SOURCE DATA ::
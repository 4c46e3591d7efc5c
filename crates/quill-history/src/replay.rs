//! Catchup execution: the download, verify and apply work units.
//!
//! A catchup is a fixed sequence of four works sharing one
//! [`CatchupContext`]: fetch the archive states, download and verify the
//! ledger header chain (newest checkpoint first, down to the verify
//! bottom), install buckets when the plan jumps state, then replay
//! transaction sets ledger by ledger. Each work records its progress on
//! the shared meters; a failure stores the typed error in the context and
//! blocks the rest of the sequence, leaving the ledger manager at its
//! pre-catchup LCL for everything but a completed bucket apply.

use std::collections::BTreeMap;
use std::sync::Arc;
use std::time::Duration;

use async_trait::async_trait;
use quill_common::{MeterRegistry, Outcome};
use quill_ledger::{LedgerCloseData, LedgerHeaderHistoryEntry};
use quill_work::{Work, WorkContext, WorkOutcome};
use tracing::{debug, info};

use crate::{
    catchup::{
        CatchupContext, METER_APPLY_LEDGER_CHAIN, METER_BUCKET_APPLY, METER_DOWNLOAD_BUCKET,
        METER_DOWNLOAD_HAS, METER_DOWNLOAD_LEDGER, METER_DOWNLOAD_TRANSACTIONS,
        METER_VERIFY_LEDGER, METER_VERIFY_LEDGER_CHAIN,
    },
    verify, HistoryError, METER_DOMAIN,
};

pub type SharedCatchup = Arc<tokio::sync::Mutex<CatchupContext>>;

/// Store `error` in the context and convert it to a work outcome. IO
/// errors are transient and retried; everything else fails the work.
async fn fail(ctx: &SharedCatchup, error: HistoryError) -> WorkOutcome {
    let transient = matches!(error, HistoryError::Io(_));
    let message = error.to_string();
    ctx.lock().await.error = Some(error);
    if transient {
        WorkOutcome::Retry {
            delay: Duration::from_millis(0),
        }
    } else {
        WorkOutcome::Failed(message)
    }
}

/// Fetch the archive state(s) the plan needs: the target checkpoint's
/// HAS, plus the bucket-apply checkpoint's HAS when that is a different
/// checkpoint.
pub struct GetArchiveStateWork {
    ctx: SharedCatchup,
}

impl GetArchiveStateWork {
    pub fn new(ctx: SharedCatchup) -> Self {
        Self { ctx }
    }
}

#[async_trait]
impl Work for GetArchiveStateWork {
    fn name(&self) -> &str {
        "get-history-archive-state"
    }

    async fn run(&mut self, _wctx: WorkContext) -> WorkOutcome {
        let (plan, scheme, archive, meters, scratch, have_target, have_bucket) = {
            let ctx = self.ctx.lock().await;
            (
                ctx.plan.clone(),
                ctx.scheme,
                ctx.archive.clone(),
                ctx.meters.clone(),
                ctx.scratch.path().to_path_buf(),
                ctx.has_target.is_some(),
                ctx.has_bucket.is_some(),
            )
        };
        let target_checkpoint = scheme.checkpoint_containing(plan.target);

        if !have_target {
            match archive.get_checkpoint_has(target_checkpoint, &scratch).await {
                Ok(has) => {
                    if has.current_ledger != target_checkpoint {
                        return fail(
                            &self.ctx,
                            HistoryError::CorruptedArchive(format!(
                                "archive state at checkpoint {target_checkpoint:#x} claims ledger {}",
                                has.current_ledger
                            )),
                        )
                        .await;
                    }
                    meters.mark(METER_DOMAIN, METER_DOWNLOAD_HAS, Outcome::Success);
                    self.ctx.lock().await.has_target = Some(has);
                }
                Err(e) => {
                    meters.mark(METER_DOMAIN, METER_DOWNLOAD_HAS, Outcome::Failure);
                    return fail(&self.ctx, e).await;
                }
            }
        }

        if plan.apply_buckets && !have_bucket {
            if plan.bucket_apply_ledger == target_checkpoint {
                let mut ctx = self.ctx.lock().await;
                ctx.has_bucket = ctx.has_target.clone();
            } else {
                match archive
                    .get_checkpoint_has(plan.bucket_apply_ledger, &scratch)
                    .await
                {
                    Ok(has) => {
                        meters.mark(METER_DOMAIN, METER_DOWNLOAD_HAS, Outcome::Success);
                        self.ctx.lock().await.has_bucket = Some(has);
                    }
                    Err(e) => {
                        meters.mark(METER_DOMAIN, METER_DOWNLOAD_HAS, Outcome::Failure);
                        return fail(&self.ctx, e).await;
                    }
                }
            }
        }

        WorkOutcome::Success
    }
}
//! Ledger state: headers, transaction sets and the ledger manager.

mod error;
mod header;
mod manager;
mod tx;

pub use error::LedgerError;
pub use header::{LedgerHeader, LedgerHeaderHistoryEntry};
pub use manager::{
    CatchupState, ExternalizeOutcome, LedgerManager, LedgerManagerState, GENESIS_LEDGER_SEQ,
};
pub use tx::{LedgerCloseData, Operation, Transaction, TxSet};

pub type Result<T> = std::result::Result<T, LedgerError>;
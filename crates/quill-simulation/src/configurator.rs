//! Simulated archives on local temp directories.

use std::path::Path;

use quill_app::Config;
use quill_history::ArchiveConfig;
use tempfile::TempDir;

/// Configures a history archive backed by a temp directory, using plain
/// `cp` and `mkdir -p` as the transfer commands. Writable for the
/// publishing node, read-only for catchup nodes.
pub struct TmpDirArchiveConfigurator {
    name: String,
    dir: TempDir,
}

impl TmpDirArchiveConfigurator {
    pub fn new(name: impl Into<String>) -> std::io::Result<Self> {
        Ok(Self {
            name: name.into(),
            dir: TempDir::new()?,
        })
    }

    pub fn name(&self) -> &str {
        &self.name
    }

    pub fn archive_dir(&self) -> &Path {
        self.dir.path()
    }

    /// Add this archive to `config`.
    pub fn configure(&self, config: &mut Config, writable: bool) {
        let base = self.dir.path().display();
        config.add_archive(
            self.name.clone(),
            ArchiveConfig {
                name: String::new(),
                get: Some(format!("cp {base}/{{0}} {{1}}")),
                put: writable.then(|| format!("cp {{0}} {base}/{{1}}")),
                mkdir: writable.then(|| format!("mkdir -p {base}/{{0}}")),
            },
        );
    }
}

#[cfg(test)]
mod tests {
    use super::*;

    #[test]
    fn test_configure_writable_split() {
        let configurator = TmpDirArchiveConfigurator::new("arch").unwrap();

        let mut writer = Config::test_default();
        configurator.configure(&mut writer, true);
        let archive = &writer.archive_configs()[0];
        assert!(archive.is_readable());
        assert!(archive.is_writable());

        let mut reader = Config::test_default();
        configurator.configure(&mut reader, false);
        let archive = &reader.archive_configs()[0];
        assert!(archive.is_readable());
        assert!(!archive.is_writable());
    }
}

TASK ITEM :: Transcribe all entries exactly as they appear above.

YOUR SOLUTION ::
repository 4c46e3591d7efc5c
filename crates/quill-history/src/replay.rs
//! Catchup execution: the download, verify and apply work units.
//!
//! A catchup is a fixed sequence of four works sharing one
//! [`CatchupContext`]: fetch the archive states, download and verify the
//! ledger header chain (newest checkpoint first, down to the verify
//! bottom), install buckets when the plan jumps state, then replay
//! transaction sets ledger by ledger. Each work records its progress on
//! the shared meters; a failure stores the typed error in the context and
//! blocks the rest of the sequence, leaving the ledger manager at its
//! pre-catchup LCL for everything but a completed bucket apply.

use std::collections::BTreeMap;
use std::sync::Arc;
use std::time::Duration;

use async_trait::async_trait;
use quill_common::{MeterRegistry, Outcome};
use quill_ledger::{LedgerCloseData, LedgerHeaderHistoryEntry};
use quill_work::{Work, WorkContext, WorkOutcome};
use tracing::{debug, info};

use crate::{
    catchup::{
        CatchupContext, METER_APPLY_LEDGER_CHAIN, METER_BUCKET_APPLY, METER_DOWNLOAD_BUCKET,
        METER_DOWNLOAD_HAS, METER_DOWNLOAD_LEDGER, METER_DOWNLOAD_TRANSACTIONS,
        METER_VERIFY_LEDGER, METER_VERIFY_LEDGER_CHAIN,
    },
    verify, HistoryError, METER_DOMAIN,
};

pub type SharedCatchup = Arc<tokio::sync::Mutex<CatchupContext>>;

/// Store `error` in the context and convert it to a work outcome. IO
/// errors are transient and retried; everything else fails the work.
async fn fail(ctx: &SharedCatchup, error: HistoryError) -> WorkOutcome {
    let transient = matches!(error, HistoryError::Io(_));
    let message = error.to_string();
    ctx.lock().await.error = Some(error);
    if transient {
        WorkOutcome::Retry {
            delay: Duration::from_millis(0),
        }
    } else {
        WorkOutcome::Failed(message)
    }
}

/// Fetch the archive state(s) the plan needs: the target checkpoint's
/// HAS, plus the bucket-apply checkpoint's HAS when that is a different
/// checkpoint.
pub struct GetArchiveStateWork {
    ctx: SharedCatchup,
}

impl GetArchiveStateWork {
    pub fn new(ctx: SharedCatchup) -> Self {
        Self { ctx }
    }
}

#[async_trait]
impl Work for GetArchiveStateWork {
    fn name(&self) -> &str {
        "get-history-archive-state"
    }

    async fn run(&mut self, _wctx: WorkContext) -> WorkOutcome {
        let (plan, scheme, archive, meters, scratch, have_target, have_bucket) = {
            let ctx = self.ctx.lock().await;
            (
                ctx.plan.clone(),
                ctx.scheme,
                ctx.archive.clone(),
                ctx.meters.clone(),
                ctx.scratch.path().to_path_buf(),
                ctx.has_target.is_some(),
                ctx.has_bucket.is_some(),
            )
        };
        let target_checkpoint = scheme.checkpoint_containing(plan.target);

        if !have_target {
            match archive.get_checkpoint_has(target_checkpoint, &scratch).await {
                Ok(has) => {
                    if has.current_ledger != target_checkpoint {
                        return fail(
                            &self.ctx,
                            HistoryError::CorruptedArchive(format!(
                                "archive state at checkpoint {target_checkpoint:#x} claims ledger {}",
                                has.current_ledger
                            )),
                        )
                        .await;
                    }
                    meters.mark(METER_DOMAIN, METER_DOWNLOAD_HAS, Outcome::Success);
                    self.ctx.lock().await.has_target = Some(has);
                }
                Err(e) => {
                    meters.mark(METER_DOMAIN, METER_DOWNLOAD_HAS, Outcome::Failure);
                    return fail(&self.ctx, e).await;
                }
            }
        }

        if plan.apply_buckets && !have_bucket {
            if plan.bucket_apply_ledger == target_checkpoint {
                let mut ctx = self.ctx.lock().await;
                ctx.has_bucket = ctx.has_target.clone();
            } else {
                match archive
                    .get_checkpoint_has(plan.bucket_apply_ledger, &scratch)
                    .await
                {
                    Ok(has) => {
                        meters.mark(METER_DOMAIN, METER_DOWNLOAD_HAS, Outcome::Success);
                        self.ctx.lock().await.has_bucket = Some(has);
                    }
                    Err(e) => {
                        meters.mark(METER_DOMAIN, METER_DOWNLOAD_HAS, Outcome::Failure);
                        return fail(&self.ctx, e).await;
                    }
                }
            }
        }

        WorkOutcome::Success
    }
}
//! Ledger state: headers, transaction sets and the ledger manager.

mod error;
mod header;
mod manager;
mod tx;

pub use error::LedgerError;
pub use header::{LedgerHeader, LedgerHeaderHistoryEntry};
pub use manager::{
    CatchupState, ExternalizeOutcome, LedgerManager, LedgerManagerState, GENESIS_LEDGER_SEQ,
};
pub use tx::{LedgerCloseData, Operation, Transaction, TxSet};

pub type Result<T> = std::result::Result<T, LedgerError>;
filename crates/quill-simulation/src/configurator.rs
//! Simulated archives on local temp directories.

use std::path::Path;

use quill_app::Config;
use quill_history::ArchiveConfig;
use tempfile::TempDir;

/// Configures a history archive backed by a temp directory, using plain
/// `cp` and `mkdir -p` as the transfer commands. Writable for the
/// publishing node, read-only for catchup nodes.
pub struct TmpDirArchiveConfigurator {
    name: String,
    dir: TempDir,
}

impl TmpDirArchiveConfigurator {
    pub fn new(name: impl Into<String>) -> std::io::Result<Self> {
        Ok(Self {
            name: name.into(),
            dir: TempDir::new()?,
        })
    }

    pub fn name(&self) -> &str {
        &self.name
    }

    pub fn archive_dir(&self) -> &Path {
        self.dir.path()
    }

    /// Add this archive to `config`.
    pub fn configure(&self, config: &mut Config, writable: bool) {
        let base = self.dir.path().display();
        config.add_archive(
            self.name.clone(),
            ArchiveConfig {
                name: String::new(),
                get: Some(format!("cp {base}/{{0}} {{1}}")),
                put: writable.then(|| format!("cp {{0}} {base}/{{1}}")),
                mkdir: writable.then(|| format!("mkdir -p {base}/{{0}}")),
            },
        );
    }
}

#[cfg(test)]
mod tests {
    use super::*;

    #[test]
    fn test_configure_writable_split() {
        let configurator = TmpDirArchiveConfigurator::new("arch").unwrap();

        let mut writer = Config::test_default();
        configurator.configure(&mut writer, true);
        let archive = &writer.archive_configs()[0];
        assert!(archive.is_readable());
        assert!(archive.is_writable());

        let mut reader = Config::test_default();
        configurator.configure(&mut reader, false);
        let archive = &reader.archive_configs()[0];
        assert!(archive.is_readable());
        assert!(!archive.is_writable());
    }
}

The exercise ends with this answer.